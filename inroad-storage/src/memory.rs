//! In-memory key-value store.

use dashmap::DashMap;
use inroad_core::{InroadResult, KeyValueStore};

/// Concurrent in-memory store for tests and single-run usage.
#[derive(Debug, Default)]
pub struct MemoryStore {
    map: DashMap<String, String>,
}

impl MemoryStore {
    pub fn new() -> Self {
        Self::default()
    }

    /// Number of keys currently stored.
    pub fn len(&self) -> usize {
        self.map.len()
    }

    pub fn is_empty(&self) -> bool {
        self.map.is_empty()
    }
}

impl KeyValueStore for MemoryStore {
    fn get(&self, key: &str) -> InroadResult<Option<String>> {
        Ok(self.map.get(key).map(|v| v.value().clone()))
    }

    fn set(&self, key: &str, value: &str) -> InroadResult<()> {
        self.map.insert(key.to_string(), value.to_string());
        Ok(())
    }
}
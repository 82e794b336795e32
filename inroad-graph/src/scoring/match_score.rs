//! Profile similarity scoring.

use inroad_core::profile::ActorProfile;

// Component caps. They sum to the theoretical maximum of 100, so the total
// is already a percentage.
const MUTUAL_CAP: u32 = 40;
const SCHOOL_CAP: u32 = 20;
const EMPLOYER_CAP: u32 = 20;
const SKILL_CAP: u32 = 10;

const POINTS_PER_MUTUAL: u32 = 4;
/// Overlap points are counted once per endpoint of the pair, so a single
/// shared school or employer already contributes from both sides.
const POINTS_PER_SCHOOL: u32 = 10;
const POINTS_PER_EMPLOYER: u32 = 10;
const POINTS_PER_SKILL: u32 = 2;

const LOCATION_EXACT: u32 = 10;
const LOCATION_PARTIAL: u32 = 5;

/// Similarity between two profiles as a 0–100 percentage.
///
/// Five independently capped components: mutual connections (≤40), shared
/// schools (≤20), shared employers (≤20), shared skills (≤10), and location
/// match (≤10). `mutuals` is the mutual-connection count observed in the
/// graph, supplied by the caller so this model stays graph-agnostic.
pub fn match_score(a: &ActorProfile, b: &ActorProfile, mutuals: usize) -> u8 {
    let mutual_points = (mutuals as u32 * POINTS_PER_MUTUAL).min(MUTUAL_CAP);

    let school_points =
        (overlap(&a.schools, &b.schools) * 2 * POINTS_PER_SCHOOL).min(SCHOOL_CAP);
    let employer_points =
        (overlap(&a.employers, &b.employers) * 2 * POINTS_PER_EMPLOYER).min(EMPLOYER_CAP);
    let skill_points = (overlap(&a.skills, &b.skills) * POINTS_PER_SKILL).min(SKILL_CAP);

    let total =
        mutual_points + school_points + employer_points + skill_points + location_points(a, b);
    total.min(100) as u8
}

/// Count of distinct entries present in both lists, case-insensitively.
fn overlap(a: &[String], b: &[String]) -> u32 {
    let lowered: Vec<String> = b.iter().map(|s| s.trim().to_lowercase()).collect();
    let mut seen: Vec<String> = Vec::new();
    for item in a {
        let needle = item.trim().to_lowercase();
        if needle.is_empty() || seen.contains(&needle) {
            continue;
        }
        if lowered.contains(&needle) {
            seen.push(needle);
        }
    }
    seen.len() as u32
}

/// 10 for an exact location match, 5 when one side contains the other, 0
/// otherwise. Empty locations never match.
fn location_points(a: &ActorProfile, b: &ActorProfile) -> u32 {
    let (Some(loc_a), Some(loc_b)) = (&a.location, &b.location) else {
        return 0;
    };
    let loc_a = loc_a.trim().to_lowercase();
    let loc_b = loc_b.trim().to_lowercase();
    if loc_a.is_empty() || loc_b.is_empty() {
        return 0;
    }
    if loc_a == loc_b {
        LOCATION_EXACT
    } else if loc_a.contains(&loc_b) || loc_b.contains(&loc_a) {
        LOCATION_PARTIAL
    } else {
        0
    }
}
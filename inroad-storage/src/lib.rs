//! # inroad-storage
//!
//! Key-value collaborators backing the engine's snapshot persistence and
//! strategy cache: [`MemoryStore`] for tests and single-run usage,
//! [`SqliteStore`] for durable local storage. Both are opaque string →
//! string maps; the engine owns what is stored under which key.

mod memory;
mod sqlite;

pub use memory::MemoryStore;
pub use sqlite::SqliteStore;
//! The external key-value storage collaborator.

use std::sync::Arc;

use crate::errors::InroadResult;

/// Key-value storage backing both the persisted graph snapshot and the
/// strategy cache.
///
/// Values are opaque strings (the engine stores JSON). Implementations own
/// durability and locking; the engine owns what is stored under which key
/// and performs read-modify-write sequences where entries share a key.
pub trait KeyValueStore: Send + Sync {
    /// Fetch the value stored under `key`, if any.
    fn get(&self, key: &str) -> InroadResult<Option<String>>;

    /// Store `value` under `key`, overwriting any prior value.
    fn set(&self, key: &str, value: &str) -> InroadResult<()>;
}

/// Blanket impl: `Arc<T>` implements `KeyValueStore` by delegating to the
/// inner `T`, so shared handles pass anywhere `&dyn KeyValueStore` is needed.
impl<T: KeyValueStore> KeyValueStore for Arc<T> {
    fn get(&self, key: &str) -> InroadResult<Option<String>> {
        (**self).get(key)
    }

    fn set(&self, key: &str, value: &str) -> InroadResult<()> {
        (**self).set(key, value)
    }
}
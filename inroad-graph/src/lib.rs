//! # inroad-graph
//!
//! The acquaintance graph and everything that walks it.
//!
//! ```text
//! SocialGraph (petgraph StableGraph + id index)
//! ├── traversal::bfs       — bidirectional existence probe, hop distances
//! ├── traversal::dijkstra  — hop-capped weighted search + probability tiers
//! └── scoring              — 0–100 match score, [0.1, 1.0] edge weight
//! ```
//!
//! Graphs are small (hundreds to low thousands of locally observed actors),
//! so every operation here is synchronous and allocation-light. Edge weights
//! are inverse strengths: the weighted search minimizes cost, so a lower
//! weight always means a stronger, more traversable tie.

pub mod scoring;
pub mod snapshot;
pub mod store;
pub mod traversal;

pub use store::{GraphStats, SocialGraph};
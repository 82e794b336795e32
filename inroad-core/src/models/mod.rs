//! Data models shared across the engine crates.

mod actor;
mod cache_entry;
mod route;
mod snapshot;
mod strategy;

pub use actor::{Actor, ActorStatus};
pub use cache_entry::CacheEntry;
pub use route::Route;
pub use snapshot::{EdgeRecord, GraphSnapshot};
pub use strategy::{ConnectionStrategy, PathStrategy, SuggestionStrategy};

Exercise objective »
Return each entry above exactly, leaving none out.

Completed exercise »
filename inroad-storage/src/memory.rs
//! In-memory key-value store.

use dashmap::DashMap;
use inroad_core::{InroadResult, KeyValueStore};

/// Concurrent in-memory store for tests and single-run usage.
#[derive(Debug, Default)]
pub struct MemoryStore {
    map: DashMap<String, String>,
}

impl MemoryStore {
    pub fn new() -> Self {
        Self::default()
    }

    /// Number of keys currently stored.
    pub fn len(&self) -> usize {
        self.map.len()
    }

    pub fn is_empty(&self) -> bool {
        self.map.is_empty()
    }
}

impl KeyValueStore for MemoryStore {
    fn get(&self, key: &str) -> InroadResult<Option<String>> {
        Ok(self.map.get(key).map(|v| v.value().clone()))
    }

    fn set(&self, key: &str, value: &str) -> InroadResult<()> {
        self.map.insert(key.to_string(), value.to_string());
        Ok(())
    }
}
repository 82e794b336795e32
filename inroad-graph/src/scoring/match_score.rs
//! Profile similarity scoring.

use inroad_core::profile::ActorProfile;

// Component caps. They sum to the theoretical maximum of 100, so the total
// is already a percentage.
const MUTUAL_CAP: u32 = 40;
const SCHOOL_CAP: u32 = 20;
const EMPLOYER_CAP: u32 = 20;
const SKILL_CAP: u32 = 10;

const POINTS_PER_MUTUAL: u32 = 4;
/// Overlap points are counted once per endpoint of the pair, so a single
/// shared school or employer already contributes from both sides.
const POINTS_PER_SCHOOL: u32 = 10;
const POINTS_PER_EMPLOYER: u32 = 10;
const POINTS_PER_SKILL: u32 = 2;

const LOCATION_EXACT: u32 = 10;
const LOCATION_PARTIAL: u32 = 5;

/// Similarity between two profiles as a 0–100 percentage.
///
/// Five independently capped components: mutual connections (≤40), shared
/// schools (≤20), shared employers (≤20), shared skills (≤10), and location
/// match (≤10). `mutuals` is the mutual-connection count observed in the
/// graph, supplied by the caller so this model stays graph-agnostic.
pub fn match_score(a: &ActorProfile, b: &ActorProfile, mutuals: usize) -> u8 {
    let mutual_points = (mutuals as u32 * POINTS_PER_MUTUAL).min(MUTUAL_CAP);

    let school_points =
        (overlap(&a.schools, &b.schools) * 2 * POINTS_PER_SCHOOL).min(SCHOOL_CAP);
    let employer_points =
        (overlap(&a.employers, &b.employers) * 2 * POINTS_PER_EMPLOYER).min(EMPLOYER_CAP);
    let skill_points = (overlap(&a.skills, &b.skills) * POINTS_PER_SKILL).min(SKILL_CAP);

    let total =
        mutual_points + school_points + employer_points + skill_points + location_points(a, b);
    total.min(100) as u8
}

/// Count of distinct entries present in both lists, case-insensitively.
fn overlap(a: &[String], b: &[String]) -> u32 {
    let lowered: Vec<String> = b.iter().map(|s| s.trim().to_lowercase()).collect();
    let mut seen: Vec<String> = Vec::new();
    for item in a {
        let needle = item.trim().to_lowercase();
        if needle.is_empty() || seen.contains(&needle) {
            continue;
        }
        if lowered.contains(&needle) {
            seen.push(needle);
        }
    }
    seen.len() as u32
}

/// 10 for an exact location match, 5 when one side contains the other, 0
/// otherwise. Empty locations never match.
fn location_points(a: &ActorProfile, b: &ActorProfile) -> u32 {
    let (Some(loc_a), Some(loc_b)) = (&a.location, &b.location) else {
        return 0;
    };
    let loc_a = loc_a.trim().to_lowercase();
    let loc_b = loc_b.trim().to_lowercase();
    if loc_a.is_empty() || loc_b.is_empty() {
        return 0;
    }
    if loc_a == loc_b {
        LOCATION_EXACT
    } else if loc_a.contains(&loc_b) || loc_b.contains(&loc_a) {
        LOCATION_PARTIAL
    } else {
        0
    }
}
filename inroad-storage/src/lib.rs
//! # inroad-storage
//!
//! Key-value collaborators backing the engine's snapshot persistence and
//! strategy cache: [`MemoryStore`] for tests and single-run usage,
//! [`SqliteStore`] for durable local storage. Both are opaque string →
//! string maps; the engine owns what is stored under which key.

mod memory;
mod sqlite;

pub use memory::MemoryStore;
pub use sqlite::SqliteStore;
//! The external key-value storage collaborator.

use std::sync::Arc;

use crate::errors::InroadResult;

/// Key-value storage backing both the persisted graph snapshot and the
/// strategy cache.
///
/// Values are opaque strings (the engine stores JSON). Implementations own
/// durability and locking; the engine owns what is stored under which key
/// and performs read-modify-write sequences where entries share a key.
pub trait KeyValueStore: Send + Sync {
    /// Fetch the value stored under `key`, if any.
    fn get(&self, key: &str) -> InroadResult<Option<String>>;

    /// Store `value` under `key`, overwriting any prior value.
    fn set(&self, key: &str, value: &str) -> InroadResult<()>;
}

/// Blanket impl: `Arc<T>` implements `KeyValueStore` by delegating to the
/// inner `T`, so shared handles pass anywhere `&dyn KeyValueStore` is needed.
impl<T: KeyValueStore> KeyValueStore for Arc<T> {
    fn get(&self, key: &str) -> InroadResult<Option<String>> {
        (**self).get(key)
    }

    fn set(&self, key: &str, value: &str) -> InroadResult<()> {
        (**self).set(key, value)
    }
}
filename inroad-graph/src/lib.rs
//! # inroad-graph
//!
//! The acquaintance graph and everything that walks it.
//!
//! ```text
//! SocialGraph (petgraph StableGraph + id index)
//! ├── traversal::bfs       — bidirectional existence probe, hop distances
//! ├── traversal::dijkstra  — hop-capped weighted search + probability tiers
//! └── scoring              — 0–100 match score, [0.1, 1.0] edge weight
//! ```
//!
//! Graphs are small (hundreds to low thousands of locally observed actors),
//! so every operation here is synchronous and allocation-light. Edge weights
//! are inverse strengths: the weighted search minimizes cost, so a lower
//! weight always means a stronger, more traversable tie.

pub mod scoring;
pub mod snapshot;
pub mod store;
pub mod traversal;

pub use store::{GraphStats, SocialGraph};
repository 82e794b336795e32
filename inroad-core/src/models/mod.rs
//! Data models shared across the engine crates.

mod actor;
mod cache_entry;
mod route;
mod snapshot;
mod strategy;

pub use actor::{Actor, ActorStatus};
pub use cache_entry::CacheEntry;
pub use route::Route;
pub use snapshot::{EdgeRecord, GraphSnapshot};
pub use strategy::{ConnectionStrategy, PathStrategy, SuggestionStrategy};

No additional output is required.